All states require pediatric nurses to be licensed. Licensing requirements include graduating from an approved nursing program and passing a national licensing examination called the NCLEX-RN. Many pediatric nurses also take the examination to become a Certified Pediatric Nurse (CPN) administered by the Pediatric Nursing Certification Board (PNCB). Continuing education is required to maintain licensure and pediatric nurses frequently complete continuing education courses and attend conferences, workshops, and seminars.
What are the prospects for a career as a pediatric nurse?
Employment of all registered nurses is expected to grow much faster than average for all professions, increasing 23% from 2006 to 2016 (1). Technological advances and the increase in pediatric patients will drive job growth.
Job prospects are expected to be excellent especially for pediatric nurses with at least a bachelor degree and extensive experience. Many job openings will also arise from the need to replace pediatric nurses that retire, transfer, or leave the field for other reasons.
How much do pediatric nurses make?
As of October 2009, pediatric nurses with less than 1 year experience earn average annual salaries between $42,253 and $51,395. Those with 1 to 4 years experience earn average annual salaries between $38,322 and $63,918 (2).

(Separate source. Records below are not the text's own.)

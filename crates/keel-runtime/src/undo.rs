#![forbid(unsafe_code)]

//! Undo/redo history as a store plugin.
//!
//! [`UndoRedoPlugin`] keeps bounded past/future stacks per store, fed by
//! after-change hooks. [`History`] binds the plugin to one store and applies
//! undo/redo steps through the normal mutation pipeline.
//!
//! # Pending requests
//!
//! `undo()` and `redo()` hand out a state and remember *which* `Rc` they
//! handed out. The next after-change for that store consumes the request:
//!
//! - if the committed state is that exact allocation, the change is the undo
//!   (or redo) step and the pre-change state moves to the opposite stack;
//! - otherwise some other mutation won the race: it is recorded as a fresh
//!   action and the request is dropped.
//!
//! While a request is pending, further `undo()`/`redo()` calls return `None`.
//! A request that will never be applied is returned to its stack with
//! [`abandon`](UndoRedoPlugin::abandon).
//!
//! # Invariants
//!
//! 1. `past.len() <= max_history`; the oldest entry is evicted first.
//! 2. A fresh (non-undo/redo) change clears the future stack.
//! 3. `can_undo`/`can_redo` observables always match the stack contents.

use std::cell::RefCell;
use std::collections::{HashMap, VecDeque};
use std::rc::Rc;

use keel_reactive::Observable;

use crate::config::DEFAULT_UNDO_MAX_HISTORY;
use crate::error::{PluginError, StoreError};
use crate::plugin::{PluginContext, StorePlugin};
use crate::store::{Outcome, Reason, State, Store, Update};

/// Action label of an applied undo step.
pub const UNDO_ACTION: &str = "@@undo";
/// Action label of an applied redo step.
pub const REDO_ACTION: &str = "@@redo";

#[derive(Debug, Clone, Copy, PartialEq, Eq)]
enum Direction {
    Undo,
    Redo,
}

struct Pending<S> {
    direction: Direction,
    state: Rc<S>,
}

struct Stacks<S> {
    past: VecDeque<Rc<S>>,
    future: Vec<Rc<S>>,
    pending: Option<Pending<S>>,
    can_undo: Observable<bool>,
    can_redo: Observable<bool>,
}

impl<S> Stacks<S> {
    fn new() -> Self {
        Self {
            past: VecDeque::new(),
            future: Vec::new(),
            pending: None,
            can_undo: Observable::new(false),
            can_redo: Observable::new(false),
        }
    }

    fn push_past(&mut self, state: Rc<S>, max_history: usize) {
        self.past.push_back(state);
        while self.past.len() > max_history {
            self.past.pop_front();
        }
    }

    fn flags(&self) -> Flags {
        Flags {
            can_undo: (self.can_undo.clone(), !self.past.is_empty()),
            can_redo: (self.can_redo.clone(), !self.future.is_empty()),
        }
    }
}

/// Observable updates computed under the stack borrow, applied after it.
struct Flags {
    can_undo: (Observable<bool>, bool),
    can_redo: (Observable<bool>, bool),
}

impl Flags {
    fn publish(self) {
        self.can_undo.0.set(self.can_undo.1);
        self.can_redo.0.set(self.can_redo.1);
    }
}

/// Plugin maintaining per-store undo/redo stacks.
pub struct UndoRedoPlugin<S> {
    max_history: usize,
    stacks: RefCell<HashMap<String, Stacks<S>>>,
}

impl<S> Default for UndoRedoPlugin<S> {
    fn default() -> Self {
        Self::new()
    }
}

impl<S> UndoRedoPlugin<S> {
    /// Plugin keeping the default 50 past states per store.
    #[must_use]
    pub fn new() -> Self {
        Self::with_max_history(DEFAULT_UNDO_MAX_HISTORY)
    }

    /// Plugin keeping at most `max_history` past states per store.
    ///
    /// A `max_history` of zero is raised to one, so the last change can
    /// always be undone.
    #[must_use]
    pub fn with_max_history(max_history: usize) -> Self {
        Self {
            max_history: max_history.max(1),
            stacks: RefCell::new(HashMap::new()),
        }
    }

    /// Past stack bound.
    #[must_use]
    pub fn max_history(&self) -> usize {
        self.max_history
    }

    fn with_stacks<R>(&self, store: &str, f: impl FnOnce(&mut Stacks<S>) -> R) -> R {
        let (result, flags) = {
            let mut map = self.stacks.borrow_mut();
            let stacks = map.entry(store.to_string()).or_insert_with(Stacks::new);
            let result = f(stacks);
            (result, stacks.flags())
        };
        flags.publish();
        result
    }

    fn peek<R>(&self, store: &str, f: impl FnOnce(&Stacks<S>) -> R) -> Option<R> {
        self.stacks.borrow().get(store).map(f)
    }

    /// Take the state to restore for an undo of `store`.
    ///
    /// Returns `None` if there is nothing to undo or a request is pending.
    pub fn undo(&self, store: &str) -> Option<Rc<S>> {
        self.with_stacks(store, |stacks| {
            if stacks.pending.is_some() {
                return None;
            }
            let state = stacks.past.pop_back()?;
            stacks.pending = Some(Pending {
                direction: Direction::Undo,
                state: Rc::clone(&state),
            });
            Some(state)
        })
    }

    /// Take the state to restore for a redo of `store`.
    ///
    /// Returns `None` if there is nothing to redo or a request is pending.
    pub fn redo(&self, store: &str) -> Option<Rc<S>> {
        self.with_stacks(store, |stacks| {
            if stacks.pending.is_some() {
                return None;
            }
            let state = stacks.future.pop()?;
            stacks.pending = Some(Pending {
                direction: Direction::Redo,
                state: Rc::clone(&state),
            });
            Some(state)
        })
    }

    /// Put a pending, never-applied state back on the stack it came from.
    ///
    /// Returns whether a request was pending.
    pub fn abandon(&self, store: &str) -> bool {
        self.with_stacks(store, |stacks| match stacks.pending.take() {
            Some(Pending {
                direction: Direction::Undo,
                state,
            }) => {
                stacks.past.push_back(state);
                true
            }
            Some(Pending {
                direction: Direction::Redo,
                state,
            }) => {
                stacks.future.push(state);
                true
            }
            None => false,
        })
    }

    /// Drop a pending request without restoring it.
    pub(crate) fn discard_pending(&self, store: &str) -> bool {
        self.with_stacks(store, |stacks| stacks.pending.take().is_some())
    }

    /// Whether `store` has anything to undo.
    #[must_use]
    pub fn can_undo(&self, store: &str) -> bool {
        self.peek(store, |s| !s.past.is_empty()).unwrap_or(false)
    }

    /// Whether `store` has anything to redo.
    #[must_use]
    pub fn can_redo(&self, store: &str) -> bool {
        self.peek(store, |s| !s.future.is_empty()).unwrap_or(false)
    }

    /// Subscribable `can_undo` flag of `store`.
    pub fn can_undo_observable(&self, store: &str) -> Observable<bool> {
        self.with_stacks(store, |stacks| stacks.can_undo.clone())
    }

    /// Subscribable `can_redo` flag of `store`.
    pub fn can_redo_observable(&self, store: &str) -> Observable<bool> {
        self.with_stacks(store, |stacks| stacks.can_redo.clone())
    }

    /// Number of undoable states of `store`.
    #[must_use]
    pub fn past_len(&self, store: &str) -> usize {
        self.peek(store, |s| s.past.len()).unwrap_or(0)
    }

    /// Number of redoable states of `store`.
    #[must_use]
    pub fn future_len(&self, store: &str) -> usize {
        self.peek(store, |s| s.future.len()).unwrap_or(0)
    }

    /// Forget the history of `store`.
    pub fn clear(&self, store: &str) {
        self.with_stacks(store, |stacks| {
            stacks.past.clear();
            stacks.future.clear();
            stacks.pending = None;
        });
    }
}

A career as a pediatric nurse is an excellent choice for individuals interested in providing nursing care to infants, children, and adolescents. Pediatric nurses must be compassionate, sympathetic, caring, detail-oriented, and open-minded. They must have excellent communication and interpersonal skills and be able to carefully explain conditions in ways the patient and the family can understand. Good stress management, emotional stability, and ability to comfort patients and families are also essential.